PROVIDED RECORDS: Begin
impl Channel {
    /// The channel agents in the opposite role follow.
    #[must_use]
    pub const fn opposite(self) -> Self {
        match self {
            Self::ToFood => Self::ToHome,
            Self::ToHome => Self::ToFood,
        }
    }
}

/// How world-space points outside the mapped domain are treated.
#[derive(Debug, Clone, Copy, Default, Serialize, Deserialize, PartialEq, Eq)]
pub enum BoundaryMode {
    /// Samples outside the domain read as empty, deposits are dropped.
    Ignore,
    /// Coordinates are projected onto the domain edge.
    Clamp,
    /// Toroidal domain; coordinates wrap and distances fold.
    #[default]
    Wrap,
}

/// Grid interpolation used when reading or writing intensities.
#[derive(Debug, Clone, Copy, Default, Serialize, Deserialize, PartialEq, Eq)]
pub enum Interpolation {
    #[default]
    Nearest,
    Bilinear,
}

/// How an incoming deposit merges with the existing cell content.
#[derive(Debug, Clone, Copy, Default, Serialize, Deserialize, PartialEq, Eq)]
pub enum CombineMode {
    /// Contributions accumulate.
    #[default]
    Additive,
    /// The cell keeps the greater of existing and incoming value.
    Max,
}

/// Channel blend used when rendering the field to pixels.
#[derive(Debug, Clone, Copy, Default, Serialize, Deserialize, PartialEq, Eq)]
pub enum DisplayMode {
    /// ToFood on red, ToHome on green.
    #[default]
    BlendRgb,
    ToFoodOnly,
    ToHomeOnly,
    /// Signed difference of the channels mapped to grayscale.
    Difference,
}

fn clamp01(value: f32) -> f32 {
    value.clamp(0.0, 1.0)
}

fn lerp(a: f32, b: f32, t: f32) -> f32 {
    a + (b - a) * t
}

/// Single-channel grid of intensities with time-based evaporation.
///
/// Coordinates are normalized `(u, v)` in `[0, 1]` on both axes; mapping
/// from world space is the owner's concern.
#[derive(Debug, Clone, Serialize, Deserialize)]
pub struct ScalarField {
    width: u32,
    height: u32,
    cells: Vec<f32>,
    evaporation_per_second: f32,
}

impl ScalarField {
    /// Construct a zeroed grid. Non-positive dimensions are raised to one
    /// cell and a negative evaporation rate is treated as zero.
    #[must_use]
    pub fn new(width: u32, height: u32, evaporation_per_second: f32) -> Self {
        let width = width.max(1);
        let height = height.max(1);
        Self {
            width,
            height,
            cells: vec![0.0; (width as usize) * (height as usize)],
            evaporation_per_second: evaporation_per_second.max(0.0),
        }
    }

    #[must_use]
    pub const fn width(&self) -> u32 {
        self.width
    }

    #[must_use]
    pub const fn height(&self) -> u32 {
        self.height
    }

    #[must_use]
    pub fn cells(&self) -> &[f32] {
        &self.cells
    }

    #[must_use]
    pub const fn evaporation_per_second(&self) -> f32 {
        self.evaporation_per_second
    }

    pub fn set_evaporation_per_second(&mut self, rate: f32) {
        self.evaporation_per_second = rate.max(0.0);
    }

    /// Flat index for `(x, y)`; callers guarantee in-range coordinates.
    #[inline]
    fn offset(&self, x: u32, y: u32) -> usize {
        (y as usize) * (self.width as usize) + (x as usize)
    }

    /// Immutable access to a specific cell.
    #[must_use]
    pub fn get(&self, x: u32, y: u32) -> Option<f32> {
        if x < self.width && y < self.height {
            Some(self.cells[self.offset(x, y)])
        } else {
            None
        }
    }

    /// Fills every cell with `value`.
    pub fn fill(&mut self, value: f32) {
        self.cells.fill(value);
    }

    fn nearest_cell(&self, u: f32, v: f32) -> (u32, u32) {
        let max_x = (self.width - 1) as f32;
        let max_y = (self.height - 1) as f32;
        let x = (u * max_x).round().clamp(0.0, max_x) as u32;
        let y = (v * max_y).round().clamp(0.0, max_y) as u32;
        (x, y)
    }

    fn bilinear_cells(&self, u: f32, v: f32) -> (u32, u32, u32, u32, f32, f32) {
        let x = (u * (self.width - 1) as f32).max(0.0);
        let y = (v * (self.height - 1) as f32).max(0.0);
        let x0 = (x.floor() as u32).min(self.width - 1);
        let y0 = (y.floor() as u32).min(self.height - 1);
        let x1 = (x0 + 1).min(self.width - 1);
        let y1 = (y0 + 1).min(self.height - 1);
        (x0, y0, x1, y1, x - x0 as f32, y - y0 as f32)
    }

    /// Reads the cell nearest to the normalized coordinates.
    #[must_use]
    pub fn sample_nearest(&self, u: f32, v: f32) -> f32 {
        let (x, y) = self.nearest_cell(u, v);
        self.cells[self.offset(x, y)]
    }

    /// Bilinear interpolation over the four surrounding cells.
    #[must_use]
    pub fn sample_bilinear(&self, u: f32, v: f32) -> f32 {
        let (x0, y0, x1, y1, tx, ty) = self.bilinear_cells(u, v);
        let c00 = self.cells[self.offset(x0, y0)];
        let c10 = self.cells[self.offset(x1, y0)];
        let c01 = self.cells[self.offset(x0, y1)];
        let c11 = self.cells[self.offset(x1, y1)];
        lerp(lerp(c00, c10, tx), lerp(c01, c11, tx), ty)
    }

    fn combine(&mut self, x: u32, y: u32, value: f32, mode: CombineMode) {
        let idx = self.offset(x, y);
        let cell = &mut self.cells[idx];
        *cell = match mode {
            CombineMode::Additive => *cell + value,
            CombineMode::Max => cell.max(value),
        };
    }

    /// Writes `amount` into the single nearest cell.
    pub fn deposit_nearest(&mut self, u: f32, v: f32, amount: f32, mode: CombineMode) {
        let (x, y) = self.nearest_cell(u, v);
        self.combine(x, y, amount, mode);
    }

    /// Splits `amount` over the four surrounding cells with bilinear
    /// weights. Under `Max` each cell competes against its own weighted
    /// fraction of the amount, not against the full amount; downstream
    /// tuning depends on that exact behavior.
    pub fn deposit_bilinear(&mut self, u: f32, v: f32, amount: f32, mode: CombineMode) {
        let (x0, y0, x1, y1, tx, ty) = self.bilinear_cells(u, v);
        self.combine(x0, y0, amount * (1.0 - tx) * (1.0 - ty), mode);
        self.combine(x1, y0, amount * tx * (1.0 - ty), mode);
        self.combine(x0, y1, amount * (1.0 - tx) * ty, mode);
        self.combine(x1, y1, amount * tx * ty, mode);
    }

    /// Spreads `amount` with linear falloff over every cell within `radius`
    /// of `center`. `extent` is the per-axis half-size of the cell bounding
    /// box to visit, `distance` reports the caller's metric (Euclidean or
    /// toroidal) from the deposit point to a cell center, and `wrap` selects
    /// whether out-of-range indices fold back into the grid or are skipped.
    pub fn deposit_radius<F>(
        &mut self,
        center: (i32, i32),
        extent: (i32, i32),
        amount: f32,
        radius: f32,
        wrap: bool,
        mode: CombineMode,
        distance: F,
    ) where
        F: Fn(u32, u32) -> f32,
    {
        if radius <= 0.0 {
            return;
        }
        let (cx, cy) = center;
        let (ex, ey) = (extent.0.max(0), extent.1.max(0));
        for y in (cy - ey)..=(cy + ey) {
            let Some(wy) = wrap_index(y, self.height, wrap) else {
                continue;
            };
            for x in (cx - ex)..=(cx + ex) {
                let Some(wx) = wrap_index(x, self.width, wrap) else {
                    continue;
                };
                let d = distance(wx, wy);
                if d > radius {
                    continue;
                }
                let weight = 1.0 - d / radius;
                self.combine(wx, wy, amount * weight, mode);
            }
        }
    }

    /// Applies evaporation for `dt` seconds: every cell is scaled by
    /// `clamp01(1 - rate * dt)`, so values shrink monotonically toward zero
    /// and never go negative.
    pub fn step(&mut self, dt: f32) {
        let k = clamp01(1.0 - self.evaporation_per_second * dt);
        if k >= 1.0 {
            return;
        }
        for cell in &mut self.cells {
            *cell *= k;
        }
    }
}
PROVIDED RECORDS: End
ASSIGNED TASK:
An exact copy of every line above is needed.

RESULT FOR THIS TASK:
impl Channel {
    /// The channel agents in the opposite role follow.
    #[must_use]
    pub const fn opposite(self) -> Self {
        match self {
            Self::ToFood => Self::ToHome,
            Self::ToHome => Self::ToFood,
        }
    }
}

/// How world-space points outside the mapped domain are treated.
#[derive(Debug, Clone, Copy, Default, Serialize, Deserialize, PartialEq, Eq)]
pub enum BoundaryMode {
    /// Samples outside the domain read as empty, deposits are dropped.
    Ignore,
    /// Coordinates are projected onto the domain edge.
    Clamp,
    /// Toroidal domain; coordinates wrap and distances fold.
    #[default]
    Wrap,
}

/// Grid interpolation used when reading or writing intensities.
#[derive(Debug, Clone, Copy, Default, Serialize, Deserialize, PartialEq, Eq)]
pub enum Interpolation {
    #[default]
    Nearest,
    Bilinear,
}

/// How an incoming deposit merges with the existing cell content.
#[derive(Debug, Clone, Copy, Default, Serialize, Deserialize, PartialEq, Eq)]
pub enum CombineMode {
    /// Contributions accumulate.
    #[default]
    Additive,
    /// The cell keeps the greater of existing and incoming value.
    Max,
}

/// Channel blend used when rendering the field to pixels.
#[derive(Debug, Clone, Copy, Default, Serialize, Deserialize, PartialEq, Eq)]
pub enum DisplayMode {
    /// ToFood on red, ToHome on green.
    #[default]
    BlendRgb,
    ToFoodOnly,
    ToHomeOnly,
    /// Signed difference of the channels mapped to grayscale.
    Difference,
}

fn clamp01(value: f32) -> f32 {
    value.clamp(0.0, 1.0)
}

fn lerp(a: f32, b: f32, t: f32) -> f32 {
    a + (b - a) * t
}

/// Single-channel grid of intensities with time-based evaporation.
///
/// Coordinates are normalized `(u, v)` in `[0, 1]` on both axes; mapping
/// from world space is the owner's concern.
#[derive(Debug, Clone, Serialize, Deserialize)]
pub struct ScalarField {
    width: u32,
    height: u32,
    cells: Vec<f32>,
    evaporation_per_second: f32,
}

impl ScalarField {
    /// Construct a zeroed grid. Non-positive dimensions are raised to one
    /// cell and a negative evaporation rate is treated as zero.
    #[must_use]
    pub fn new(width: u32, height: u32, evaporation_per_second: f32) -> Self {
        let width = width.max(1);
        let height = height.max(1);
        Self {
            width,
            height,
            cells: vec![0.0; (width as usize) * (height as usize)],
            evaporation_per_second: evaporation_per_second.max(0.0),
        }
    }

    #[must_use]
    pub const fn width(&self) -> u32 {
        self.width
    }

    #[must_use]
    pub const fn height(&self) -> u32 {
        self.height
    }

    #[must_use]
    pub fn cells(&self) -> &[f32] {
        &self.cells
    }

    #[must_use]
    pub const fn evaporation_per_second(&self) -> f32 {
        self.evaporation_per_second
    }

    pub fn set_evaporation_per_second(&mut self, rate: f32) {
        self.evaporation_per_second = rate.max(0.0);
    }

    /// Flat index for `(x, y)`; callers guarantee in-range coordinates.
    #[inline]
    fn offset(&self, x: u32, y: u32) -> usize {
        (y as usize) * (self.width as usize) + (x as usize)
    }

    /// Immutable access to a specific cell.
    #[must_use]
    pub fn get(&self, x: u32, y: u32) -> Option<f32> {
        if x < self.width && y < self.height {
            Some(self.cells[self.offset(x, y)])
        } else {
            None
        }
    }

    /// Fills every cell with `value`.
    pub fn fill(&mut self, value: f32) {
        self.cells.fill(value);
    }

    fn nearest_cell(&self, u: f32, v: f32) -> (u32, u32) {
        let max_x = (self.width - 1) as f32;
        let max_y = (self.height - 1) as f32;
        let x = (u * max_x).round().clamp(0.0, max_x) as u32;
        let y = (v * max_y).round().clamp(0.0, max_y) as u32;
        (x, y)
    }

    fn bilinear_cells(&self, u: f32, v: f32) -> (u32, u32, u32, u32, f32, f32) {
        let x = (u * (self.width - 1) as f32).max(0.0);
        let y = (v * (self.height - 1) as f32).max(0.0);
        let x0 = (x.floor() as u32).min(self.width - 1);
        let y0 = (y.floor() as u32).min(self.height - 1);
        let x1 = (x0 + 1).min(self.width - 1);
        let y1 = (y0 + 1).min(self.height - 1);
        (x0, y0, x1, y1, x - x0 as f32, y - y0 as f32)
    }

    /// Reads the cell nearest to the normalized coordinates.
    #[must_use]
    pub fn sample_nearest(&self, u: f32, v: f32) -> f32 {
        let (x, y) = self.nearest_cell(u, v);
        self.cells[self.offset(x, y)]
    }

    /// Bilinear interpolation over the four surrounding cells.
    #[must_use]
    pub fn sample_bilinear(&self, u: f32, v: f32) -> f32 {
        let (x0, y0, x1, y1, tx, ty) = self.bilinear_cells(u, v);
        let c00 = self.cells[self.offset(x0, y0)];
        let c10 = self.cells[self.offset(x1, y0)];
        let c01 = self.cells[self.offset(x0, y1)];
        let c11 = self.cells[self.offset(x1, y1)];
        lerp(lerp(c00, c10, tx), lerp(c01, c11, tx), ty)
    }

    fn combine(&mut self, x: u32, y: u32, value: f32, mode: CombineMode) {
        let idx = self.offset(x, y);
        let cell = &mut self.cells[idx];
        *cell = match mode {
            CombineMode::Additive => *cell + value,
            CombineMode::Max => cell.max(value),
        };
    }

    /// Writes `amount` into the single nearest cell.
    pub fn deposit_nearest(&mut self, u: f32, v: f32, amount: f32, mode: CombineMode) {
        let (x, y) = self.nearest_cell(u, v);
        self.combine(x, y, amount, mode);
    }

    /// Splits `amount` over the four surrounding cells with bilinear
    /// weights. Under `Max` each cell competes against its own weighted
    /// fraction of the amount, not against the full amount; downstream
    /// tuning depends on that exact behavior.
    pub fn deposit_bilinear(&mut self, u: f32, v: f32, amount: f32, mode: CombineMode) {
        let (x0, y0, x1, y1, tx, ty) = self.bilinear_cells(u, v);
        self.combine(x0, y0, amount * (1.0 - tx) * (1.0 - ty), mode);
        self.combine(x1, y0, amount * tx * (1.0 - ty), mode);
        self.combine(x0, y1, amount * (1.0 - tx) * ty, mode);
        self.combine(x1, y1, amount * tx * ty, mode);
    }

    /// Spreads `amount` with linear falloff over every cell within `radius`
    /// of `center`. `extent` is the per-axis half-size of the cell bounding
    /// box to visit, `distance` reports the caller's metric (Euclidean or
    /// toroidal) from the deposit point to a cell center, and `wrap` selects
    /// whether out-of-range indices fold back into the grid or are skipped.
    pub fn deposit_radius<F>(
        &mut self,
        center: (i32, i32),
        extent: (i32, i32),
        amount: f32,
        radius: f32,
        wrap: bool,
        mode: CombineMode,
        distance: F,
    ) where
        F: Fn(u32, u32) -> f32,
    {
        if radius <= 0.0 {
            return;
        }
        let (cx, cy) = center;
        let (ex, ey) = (extent.0.max(0), extent.1.max(0));
        for y in (cy - ey)..=(cy + ey) {
            let Some(wy) = wrap_index(y, self.height, wrap) else {
                continue;
            };
            for x in (cx - ex)..=(cx + ex) {
                let Some(wx) = wrap_index(x, self.width, wrap) else {
                    continue;
                };
                let d = distance(wx, wy);
                if d > radius {
                    continue;
                }
                let weight = 1.0 - d / radius;
                self.combine(wx, wy, amount * weight, mode);
            }
        }
    }

    /// Applies evaporation for `dt` seconds: every cell is scaled by
    /// `clamp01(1 - rate * dt)`, so values shrink monotonically toward zero
    /// and never go negative.
    pub fn step(&mut self, dt: f32) {
        let k = clamp01(1.0 - self.evaporation_per_second * dt);
        if k >= 1.0 {
            return;
        }
        for cell in &mut self.cells {
            *cell *= k;
        }
    }
}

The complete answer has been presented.